Archive for May, 2009

Random Rants: Consistent save systems

Posted in Random Rants with tags , , , on May 28, 2009 by Baggie

Having nothing particular to do tonight, as TF2 has been royally screwed up for the moment, I decided I would have a go at Mass Effect.
I had a level 31 soldier that I’d already played through with once, had high everything, and was playing through on hardcore, the hardest difficulty level I could play. It’s incredibly fun, because it’s method for making the levels harder is not making the indiviual enemies more difficult, rather making a lot more of them. There’s something magical about clearing a room full of 50 geth armed to the teeth with 2 AI compainions.

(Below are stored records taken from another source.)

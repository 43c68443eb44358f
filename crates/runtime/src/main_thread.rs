//! Bounded-wait hand-off onto the host's main (UI) thread.
//!
//! Host mutations may only run on the designated main thread. A handler on
//! the worker thread submits a unit of work through a [`MainHandle`]; the
//! main thread drives the paired [`MainLoop`] and executes it. The hand-off
//! is an explicit message-passing call with a deadline: the submitter blocks
//! until the closure's return value comes back or the wait expires with
//! [`Error::HandoffTimeout`], so a stuck UI operation fails the one call
//! instead of hanging the dispatch queue invisibly. The unit of work returns
//! its result by value; nothing is written through captured references.

use std::sync::mpsc;
use std::time::Duration;

use crate::error::{Error, Result};

type Job = Box<dyn FnOnce() + Send>;

/// Creates a connected handle/loop pair. The loop goes to the UI thread; the
/// handle (cloneable) goes to whoever needs to run work there.
pub fn main_executor() -> (MainHandle, MainLoop) {
    let (tx, rx) = mpsc::channel();
    (MainHandle { tx }, MainLoop { rx })
}

/// Submitting side of the hand-off.
#[derive(Clone)]
pub struct MainHandle {
    tx: mpsc::Sender<Job>,
}

impl MainHandle {
    /// Runs `work` on the main thread and waits for its value, at most
    /// `timeout`.
    ///
    /// On timeout the work may still run later; its result is discarded.
    pub fn run<R, F>(&self, timeout: Duration, work: F) -> Result<R>
    where
        R: Send + 'static,
        F: FnOnce() -> R + Send + 'static,
    {
        let (result_tx, result_rx) = mpsc::sync_channel(1);
        let job: Job = Box::new(move || {
            // The receiver is gone if the submitter already timed out.
            let _ = result_tx.send(work());
        });

        self.tx.send(job).map_err(|_| Error::MainLoopClosed)?;

        result_rx.recv_timeout(timeout).map_err(|e| match e {
            mpsc::RecvTimeoutError::Timeout => Error::HandoffTimeout(timeout),
            mpsc::RecvTimeoutError::Disconnected => Error::MainLoopClosed,
        })
    }
}

/// Executing side of the hand-off, driven by the main thread.
pub struct MainLoop {
    rx: mpsc::Receiver<Job>,
}

impl MainLoop {
    /// Runs jobs until every [`MainHandle`] is dropped.
    ///
    /// A GUI host embeds [`MainLoop::run_pending`] in its own event loop
    /// instead.
    pub fn run(self) {
        for job in self.rx.iter() {
            job();
        }
    }

    /// Executes all currently queued jobs and returns; for integration into
    /// an existing event loop tick.
    pub fn run_pending(&self) {
        while let Ok(job) = self.rx.try_recv() {
            job();
        }
    }
}

#[cfg(test)]
mod tests {
    use super::*;

    #[test]
    fn work_runs_on_the_loop_thread_and_returns_its_value() {
        let (handle, main_loop) = main_executor();
        let loop_thread = std::thread::spawn(move || main_loop.run());

        let value = handle.run(Duration::from_secs(1), || 6 * 7).unwrap();
        assert_eq!(value, 42);

        drop(handle);
        loop_thread.join().unwrap();
    }

    #[test]
    fn slow_work_times_out_instead_of_hanging() {
        let (handle, main_loop) = main_executor();
        let loop_thread = std::thread::spawn(move || main_loop.run());

        let result = handle.run(Duration::from_millis(50), || {
            std::thread::sleep(Duration::from_millis(500));
        });
        assert!(matches!(result, Err(Error::HandoffTimeout(_))));

        drop(handle);
        loop_thread.join().unwrap();
    }

    #[test]
    fn closed_loop_is_reported() {
        let (handle, main_loop) = main_executor();
        drop(main_loop);

        let result = handle.run(Duration::from_millis(50), || ());
        assert!(matches!(result, Err(Error::MainLoopClosed)));
    }

    #[test]
    fn run_pending_drains_queued_jobs() {
        let (handle, main_loop) = main_executor();

        let submitter = std::thread::spawn(move || {
            handle.run(Duration::from_secs(1), || "done".to_string())
        });

        // Poll the loop the way a GUI tick would.
        let deadline = std::time::Instant::now() + Duration::from_millis(300);
        while std::time::Instant::now() < deadline {
            main_loop.run_pending();
            std::thread::sleep(Duration::from_millis(5));
        }

        assert_eq!(submitter.join().unwrap().unwrap(), "done");
    }
}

I WAS thinking of talking about the harder diffulty settings in games, how sometimes they’re totally unfair and sometimes kick arse, as I would have suggested for Mass Effect.

Then I died.

Now normally this wouldn’t have been a problem. I die in games a bit, as everyone does, and could just load to a earlier save, right?

Unfortunately the last save was half an hour back.

Singleplayer games are something I can relax to, something I don’t have to beat other players and just have fun. Very rarely do I become frustrated at them or even decide not to play them anymore. This particular incident made me crush the V can I was holding and bite on my bottom lip. I had just done half an hour of what ammounted to zero and while yes, it was fun, it means that if I want to continue I’ll have to redo the same half hour again, which effectively becomes work.


So now I’m going to write about save systems, and what they should and shouldn’t be.

Save systems have been around forever. You have 2 different types of saves, Autosaves and User Saves.

Autosaves are when the computer makes a save for you at certain different points. They’re the most common method of saving in console games, I can’t recall a console game that has included usersaves into it’s gameplay the way PC games have.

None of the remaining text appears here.